State how many lines in the records hold the word "creation", giving the number and no other text.

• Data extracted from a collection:
□ □ □
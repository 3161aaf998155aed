//! Error types shared across the Dockling workspace.
//!
//! The launch path (root setup, namespace creation, process supervision)
//! is spread over `dockling-core` and `dockling-runtime`, so its error enum
//! lives here. Image resolution has its own enum in `dockling-image`.

use std::path::PathBuf;

use thiserror::Error;

use crate::types::LaunchPhase;

/// A failure while preparing or running the container process.
///
/// Every variant is terminal: a launch is never retried or resumed.
#[derive(Debug, Error)]
pub enum LaunchError {
    /// Preparing the container root failed (copying the executable,
    /// changing directory, or changing the filesystem root).
    #[error("root setup failed at {path}: {source}")]
    RootSetup {
        /// Path the failing operation was applied to.
        path: PathBuf,
        /// Underlying OS error.
        source: std::io::Error,
    },

    /// Creating the PID namespace failed.
    #[error("PID namespace creation failed: {source}")]
    Namespace {
        /// Underlying OS error.
        source: std::io::Error,
    },

    /// The container command could not be started.
    #[error("failed to spawn `{command}`: {source}")]
    Spawn {
        /// Command that was being started.
        command: String,
        /// Underlying OS error.
        source: std::io::Error,
    },

    /// Relaying one of the child's output streams failed.
    #[error("relaying child {stream} failed: {source}")]
    Relay {
        /// Name of the stream (`stdout` or `stderr`).
        stream: &'static str,
        /// Underlying I/O error.
        source: std::io::Error,
    },

    /// Waiting for the child to terminate failed.
    #[error("waiting for child failed: {source}")]
    Wait {
        /// Underlying OS error.
        source: std::io::Error,
    },

    /// A launch step was attempted from the wrong phase.
    #[error("cannot enter {attempted} while {current}")]
    OutOfOrder {
        /// Phase the caller tried to move to.
        attempted: LaunchPhase,
        /// Phase the launcher is actually in.
        current: LaunchPhase,
    },
}

/// A configuration value could not be understood.
#[derive(Debug, Error)]
pub enum ConfigError {
    /// A platform string is not of the form `os/architecture`.
    #[error("invalid platform `{value}`: expected <os>/<architecture>")]
    InvalidPlatform {
        /// The rejected value.
        value: String,
    },
}

/// Convenience alias used throughout the launch path.
pub type LaunchResult<T> = std::result::Result<T, LaunchError>;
□ □ □
• Answer to this exercise:
2